Jam sudah menunjukkan pukul lima sore hari. Suasana klinik masih terlihat sangat ramai. Penuh pasien. Seorang dokter wanita sedang sibuk membalut perban seorang pasien anak kecil yang tanganya lecet karena terjatuh dari sepeda. Biasanya klinik sudah tutup pada jam lima sore. Pasien terus bertambah saja. Rencana untuk menutup klinik terpaksa harus ditunda.


   ''Bu, aku mau ngomong dengan Ibu.'' seru seorang wanita remaja yang merupakan anak dari dokter yang sedang membalut perban anak kecil itu.
   ''Ibu sedang sibuk. Apa gak bisa di tunda?'' tanyanya sambil menoleh sebentar.
Wanita remaja itu sekilas memandang sekeliling. Pasien dimana mana, menunggu untuk segera diobati. Namun sayang, pertanyaan yang ingin dilontarkan malah bertentangan dengan suasana saat itu. Nama wanita remaja itu Alissa Galliamova, umurnya sembilan belas tahun. Setelah lulus dari Sma, Mova sering sekali membantu Ibunya bekerja di klinik. Walau hanya lulusan Sma, kemampuan Mova dalam membantu mengobati orang sakit sangat bisa dipercaya. Saat Sma, Ibunya sering mengajarkan teknik teknik dasar pertolongan darurat pada Mova.

Saat itu Mova ingin sekali pulang karena kelelahan, tapi keinginannya dikalahkan oleh rasa kasihan dan akhirnya Mova kembali melayani para pasien.

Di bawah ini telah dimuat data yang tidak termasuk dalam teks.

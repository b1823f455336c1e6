//! Account payloads exchanged with `/api/account`.
//!
//! # Design
//! These mirror the mock-server's schema but are defined independently;
//! integration tests catch drift between the two crates.

use serde::{Deserialize, Serialize};

/// Account settings as returned by `GET /api/account`.
#[derive(Debug, Clone, Serialize, Deserialize, PartialEq, Eq)]
pub struct Account {
    pub display_name: String,
    pub receive_summary_email: bool,
}

/// Partial update for `PATCH /api/account`. Omitted fields are left alone.
#[derive(Debug, Clone, Default, Serialize, Deserialize, PartialEq, Eq)]
pub struct ChangeAccount {
    #[serde(skip_serializing_if = "Option::is_none")]
    pub display_name: Option<String>,
    #[serde(skip_serializing_if = "Option::is_none")]
    pub receive_summary_email: Option<bool>,
}

impl ChangeAccount {
    pub fn display_name(name: impl Into<String>) -> Self {
        Self {
            display_name: Some(name.into()),
            ..Self::default()
        }
    }

    pub fn receive_summary_email(receive: bool) -> Self {
        Self {
            receive_summary_email: Some(receive),
            ..Self::default()
        }
    }
}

Mova menghampiri seorang pasien pria lanjut usia yang sedang duduk di kursi lobby.
   ''Selamat sore. Apa ada yang bisa saya bantu, pak? Bapak bisa sampaikan padaku keluhan yang bapak rasakan.'' senyum Mova.
   ''Adek seorang dokter?'' ucap ragu bapak itu.
Memang tak mudah rasanya mempercayai seorang remaja yang masih sangat muda seperti Mova. Pengalamanya pun pasti tidak banyak.
   ''Lebih tepatnya mungkin aku ini seorang asisten dari dokter yang ada disana.'' jawab Mova sambil menoleh ke arah Ibunya.
   ''Dia juga adalah Ibuku.'' tambah Mova.
   ''Diusia bapak yang sudah setua ini bapak gak mengharapkan banyak cara pengobatan. Bapak hanya ingin mendengar solusi tentang penyakit bapak ini.'' Pasrah bapak itu.
   ''apa bapak bisa jelaskan secara detail tentang penyakit bapak itu?''
   ''Bapak sering sekali pingsan dikarenakan serangan jantung. Tentu gak mudah mengobati penyakit ku ini dan pasti mengeluarkan banyak biaya. Tapi bapak hanya ingin mendengar solusi dari penyakit bapak ini agar dampak yang ditimbulkan berkurang. Apa kamu tau?'' tanya bapak itu.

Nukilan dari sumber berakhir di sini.